BEGIN Exercise inputs

use crate::error::{ServerError, ServerResult};
use crate::routes::{ApiJson, ApiQuery};
use crate::state::ServerState;
use axum::extract::{Path, State};
use axum::http::StatusCode;
use axum::response::IntoResponse;
use axum::Json;
use catalog::{
    draft_from_json, patch_from_json, CatalogStats, PageInfo, PageRequest, Product, ProductFilter,
    ProductId,
};
use serde::{Deserialize, Serialize};
use std::sync::Arc;

/// Query parameters for the product listing
///
/// Values arrive as raw strings and are checked in [`ListParams::filter`]
/// and [`ListParams::page_request`] so bad input gets a precise message.
#[derive(Debug, Default, Deserialize)]
#[serde(rename_all = "camelCase")]
pub struct ListParams {
    #[serde(default)]
    pub category: Option<String>,

    #[serde(default)]
    pub in_stock: Option<String>,

    #[serde(default)]
    pub search: Option<String>,

    /// Alias for `search`
    #[serde(default)]
    pub name: Option<String>,

    #[serde(default)]
    pub page: Option<String>,

    #[serde(default)]
    pub limit: Option<String>,
}

impl ListParams {
    pub fn filter(&self) -> ServerResult<ProductFilter> {
        Ok(ProductFilter {
            category: non_blank(&self.category),
            in_stock: parse_bool("inStock", self.in_stock.as_deref())?,
            search: non_blank(&self.search).or_else(|| non_blank(&self.name)),
        })
    }

    pub fn page_request(&self, default_limit: usize) -> ServerResult<PageRequest> {
        let page = parse_positive("page", self.page.as_deref())?.unwrap_or(1);
        let limit = parse_positive("limit", self.limit.as_deref())?.unwrap_or(default_limit);
        Ok(PageRequest::new(page, limit)?)
    }
}

/// Filters echoed back with a listing
#[derive(Debug, Serialize, Deserialize)]
#[serde(rename_all = "camelCase")]
pub struct AppliedFilters {
    pub category: String,
    pub in_stock: String,
    pub search: String,
}

impl From<&ProductFilter> for AppliedFilters {
    fn from(filter: &ProductFilter) -> Self {
        Self {
            category: filter.category.clone().unwrap_or_else(|| "all".to_string()),
            in_stock: filter
                .in_stock
                .map(|b| b.to_string())
                .unwrap_or_else(|| "all".to_string()),
            search: filter.search.clone().unwrap_or_else(|| "none".to_string()),
        }
    }
}

/// Listing response
#[derive(Debug, Serialize, Deserialize)]
pub struct ListResponse {
    pub data: Vec<Product>,
    pub pagination: PageInfo,
    pub filters: AppliedFilters,
}

/// Query parameters for text search
#[derive(Debug, Default, Deserialize)]
pub struct SearchParams {
    #[serde(default)]
    pub q: Option<String>,
}

/// Search response
#[derive(Debug, Serialize, Deserialize)]
#[serde(rename_all = "camelCase")]
pub struct SearchResponse {
    pub data: Vec<Product>,
    pub search_term: String,
    pub total_results: usize,
}

/// Single-product response
#[derive(Debug, Serialize, Deserialize)]
pub struct DataResponse {
    pub data: Product,
}

/// Mutation response
#[derive(Debug, Serialize, Deserialize)]
pub struct MessageResponse {
    pub message: String,
    pub data: Product,
}

/// List products with filtering and pagination
pub async fn list_products(
    State(state): State<Arc<ServerState>>,
    ApiQuery(params): ApiQuery<ListParams>,
) -> ServerResult<Json<ListResponse>> {
    let filter = params.filter()?;
    let request = params.page_request(state.catalog.config().default_page_limit)?;
    let page = state.catalog.list(&filter, request)?;

    Ok(Json(ListResponse {
        data: page.items,
        pagination: page.page_info,
        filters: AppliedFilters::from(&filter),
    }))
}

/// Search products by name and description
pub async fn search_products(
    State(state): State<Arc<ServerState>>,
    ApiQuery(params): ApiQuery<SearchParams>,
) -> ServerResult<Json<SearchResponse>> {
    let term = non_blank(&params.q).ok_or_else(|| {
        ServerError::InvalidArgument("Search query parameter \"q\" is required".to_string())
    })?;

    let data = state.catalog.search(&term)?;
    Ok(Json(SearchResponse {
        total_results: data.len(),
        search_term: term,
        data,
    }))
}

/// Aggregate product statistics
pub async fn product_stats(
    State(state): State<Arc<ServerState>>,
) -> ServerResult<Json<CatalogStats>> {
    Ok(Json(state.catalog.stats()?))
}

/// Get a product by id
pub async fn get_product(
    State(state): State<Arc<ServerState>>,
    Path(id): Path<String>,
) -> ServerResult<Json<DataResponse>> {
    let data = state.catalog.get(&ProductId::from(id))?;
    Ok(Json(DataResponse { data }))
}

/// Create a product
pub async fn create_product(
    State(state): State<Arc<ServerState>>,
    ApiJson(body): ApiJson<serde_json::Value>,
) -> ServerResult<impl IntoResponse> {
    let draft = draft_from_json(&body)?;
    let data = state.catalog.create(draft)?;

    Ok((
        StatusCode::CREATED,
        Json(MessageResponse {
            message: "Product created successfully".to_string(),
            data,
        }),
    ))
}

/// Partially update a product
pub async fn update_product(
    State(state): State<Arc<ServerState>>,
    Path(id): Path<String>,
    ApiJson(body): ApiJson<serde_json::Value>,
) -> ServerResult<Json<MessageResponse>> {
    let id = ProductId::from(id);
    let patch = match patch_from_json(&body) {
        Ok(patch) => patch,
        Err(err) => {
            // An unknown id is reported ahead of body problems.
            state.catalog.get(&id)?;
            return Err(err.into());
        }
    };
    let data = state.catalog.update(&id, patch)?;

    Ok(Json(MessageResponse {
        message: "Product updated successfully".to_string(),
        data,
    }))
}

/// Delete a product
pub async fn delete_product(
    State(state): State<Arc<ServerState>>,
    Path(id): Path<String>,
) -> ServerResult<Json<MessageResponse>> {
    let data = state.catalog.delete(&ProductId::from(id))?;

    Ok(Json(MessageResponse {
        message: "Product deleted successfully".to_string(),
        data,
    }))
}

fn non_blank(value: &Option<String>) -> Option<String> {
    value
        .as_deref()
        .map(str::trim)
        .filter(|s| !s.is_empty())
        .map(str::to_string)
}

fn parse_positive(name: &str, value: Option<&str>) -> ServerResult<Option<usize>> {
    match value.map(str::trim).filter(|s| !s.is_empty()) {
        None => Ok(None),
        Some(raw) => match raw.parse::<usize>() {
            Ok(n) if n > 0 => Ok(Some(n)),
            _ => Err(ServerError::InvalidArgument(format!(
                "{name} must be a positive integer, got '{raw}'"
            ))),
        },
    }
}

fn parse_bool(name: &str, value: Option<&str>) -> ServerResult<Option<bool>> {
    match value.map(str::trim).filter(|s| !s.is_empty()) {
        None => Ok(None),
        Some("true") => Ok(Some(true)),
        Some("false") => Ok(Some(false)),
        Some(raw) => Err(ServerError::InvalidArgument(format!(
            "{name} must be 'true' or 'false', got '{raw}'"
        ))),
    }
}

END Exercise inputs

Retype the material above in full, keeping every word as it stands.

*Answer box*.
use crate::error::{ServerError, ServerResult};
use crate::routes::{ApiJson, ApiQuery};
use crate::state::ServerState;
use axum::extract::{Path, State};
use axum::http::StatusCode;
use axum::response::IntoResponse;
use axum::Json;
use catalog::{
    draft_from_json, patch_from_json, CatalogStats, PageInfo, PageRequest, Product, ProductFilter,
    ProductId,
};
use serde::{Deserialize, Serialize};
use std::sync::Arc;

/// Query parameters for the product listing
///
/// Values arrive as raw strings and are checked in [`ListParams::filter`]
/// and [`ListParams::page_request`] so bad input gets a precise message.
#[derive(Debug, Default, Deserialize)]
#[serde(rename_all = "camelCase")]
pub struct ListParams {
    #[serde(default)]
    pub category: Option<String>,

    #[serde(default)]
    pub in_stock: Option<String>,

    #[serde(default)]
    pub search: Option<String>,

    /// Alias for `search`
    #[serde(default)]
    pub name: Option<String>,

    #[serde(default)]
    pub page: Option<String>,

    #[serde(default)]
    pub limit: Option<String>,
}

impl ListParams {
    pub fn filter(&self) -> ServerResult<ProductFilter> {
        Ok(ProductFilter {
            category: non_blank(&self.category),
            in_stock: parse_bool("inStock", self.in_stock.as_deref())?,
            search: non_blank(&self.search).or_else(|| non_blank(&self.name)),
        })
    }

    pub fn page_request(&self, default_limit: usize) -> ServerResult<PageRequest> {
        let page = parse_positive("page", self.page.as_deref())?.unwrap_or(1);
        let limit = parse_positive("limit", self.limit.as_deref())?.unwrap_or(default_limit);
        Ok(PageRequest::new(page, limit)?)
    }
}

/// Filters echoed back with a listing
#[derive(Debug, Serialize, Deserialize)]
#[serde(rename_all = "camelCase")]
pub struct AppliedFilters {
    pub category: String,
    pub in_stock: String,
    pub search: String,
}

impl From<&ProductFilter> for AppliedFilters {
    fn from(filter: &ProductFilter) -> Self {
        Self {
            category: filter.category.clone().unwrap_or_else(|| "all".to_string()),
            in_stock: filter
                .in_stock
                .map(|b| b.to_string())
                .unwrap_or_else(|| "all".to_string()),
            search: filter.search.clone().unwrap_or_else(|| "none".to_string()),
        }
    }
}

/// Listing response
#[derive(Debug, Serialize, Deserialize)]
pub struct ListResponse {
    pub data: Vec<Product>,
    pub pagination: PageInfo,
    pub filters: AppliedFilters,
}

/// Query parameters for text search
#[derive(Debug, Default, Deserialize)]
pub struct SearchParams {
    #[serde(default)]
    pub q: Option<String>,
}

/// Search response
#[derive(Debug, Serialize, Deserialize)]
#[serde(rename_all = "camelCase")]
pub struct SearchResponse {
    pub data: Vec<Product>,
    pub search_term: String,
    pub total_results: usize,
}

/// Single-product response
#[derive(Debug, Serialize, Deserialize)]
pub struct DataResponse {
    pub data: Product,
}

/// Mutation response
#[derive(Debug, Serialize, Deserialize)]
pub struct MessageResponse {
    pub message: String,
    pub data: Product,
}

/// List products with filtering and pagination
pub async fn list_products(
    State(state): State<Arc<ServerState>>,
    ApiQuery(params): ApiQuery<ListParams>,
) -> ServerResult<Json<ListResponse>> {
    let filter = params.filter()?;
    let request = params.page_request(state.catalog.config().default_page_limit)?;
    let page = state.catalog.list(&filter, request)?;

    Ok(Json(ListResponse {
        data: page.items,
        pagination: page.page_info,
        filters: AppliedFilters::from(&filter),
    }))
}

/// Search products by name and description
pub async fn search_products(
    State(state): State<Arc<ServerState>>,
    ApiQuery(params): ApiQuery<SearchParams>,
) -> ServerResult<Json<SearchResponse>> {
    let term = non_blank(&params.q).ok_or_else(|| {
        ServerError::InvalidArgument("Search query parameter \"q\" is required".to_string())
    })?;

    let data = state.catalog.search(&term)?;
    Ok(Json(SearchResponse {
        total_results: data.len(),
        search_term: term,
        data,
    }))
}

/// Aggregate product statistics
pub async fn product_stats(
    State(state): State<Arc<ServerState>>,
) -> ServerResult<Json<CatalogStats>> {
    Ok(Json(state.catalog.stats()?))
}

/// Get a product by id
pub async fn get_product(
    State(state): State<Arc<ServerState>>,
    Path(id): Path<String>,
) -> ServerResult<Json<DataResponse>> {
    let data = state.catalog.get(&ProductId::from(id))?;
    Ok(Json(DataResponse { data }))
}

/// Create a product
pub async fn create_product(
    State(state): State<Arc<ServerState>>,
    ApiJson(body): ApiJson<serde_json::Value>,
) -> ServerResult<impl IntoResponse> {
    let draft = draft_from_json(&body)?;
    let data = state.catalog.create(draft)?;

    Ok((
        StatusCode::CREATED,
        Json(MessageResponse {
            message: "Product created successfully".to_string(),
            data,
        }),
    ))
}

/// Partially update a product
pub async fn update_product(
    State(state): State<Arc<ServerState>>,
    Path(id): Path<String>,
    ApiJson(body): ApiJson<serde_json::Value>,
) -> ServerResult<Json<MessageResponse>> {
    let id = ProductId::from(id);
    let patch = match patch_from_json(&body) {
        Ok(patch) => patch,
        Err(err) => {
            // An unknown id is reported ahead of body problems.
            state.catalog.get(&id)?;
            return Err(err.into());
        }
    };
    let data = state.catalog.update(&id, patch)?;

    Ok(Json(MessageResponse {
        message: "Product updated successfully".to_string(),
        data,
    }))
}

/// Delete a product
pub async fn delete_product(
    State(state): State<Arc<ServerState>>,
    Path(id): Path<String>,
) -> ServerResult<Json<MessageResponse>> {
    let data = state.catalog.delete(&ProductId::from(id))?;

    Ok(Json(MessageResponse {
        message: "Product deleted successfully".to_string(),
        data,
    }))
}

fn non_blank(value: &Option<String>) -> Option<String> {
    value
        .as_deref()
        .map(str::trim)
        .filter(|s| !s.is_empty())
        .map(str::to_string)
}

fn parse_positive(name: &str, value: Option<&str>) -> ServerResult<Option<usize>> {
    match value.map(str::trim).filter(|s| !s.is_empty()) {
        None => Ok(None),
        Some(raw) => match raw.parse::<usize>() {
            Ok(n) if n > 0 => Ok(Some(n)),
            _ => Err(ServerError::InvalidArgument(format!(
                "{name} must be a positive integer, got '{raw}'"
            ))),
        },
    }
}

fn parse_bool(name: &str, value: Option<&str>) -> ServerResult<Option<bool>> {
    match value.map(str::trim).filter(|s| !s.is_empty()) {
        None => Ok(None),
        Some("true") => Ok(Some(true)),
        Some("false") => Ok(Some(false)),
        Some(raw) => Err(ServerError::InvalidArgument(format!(
            "{name} must be 'true' or 'false', got '{raw}'"
        ))),
    }
}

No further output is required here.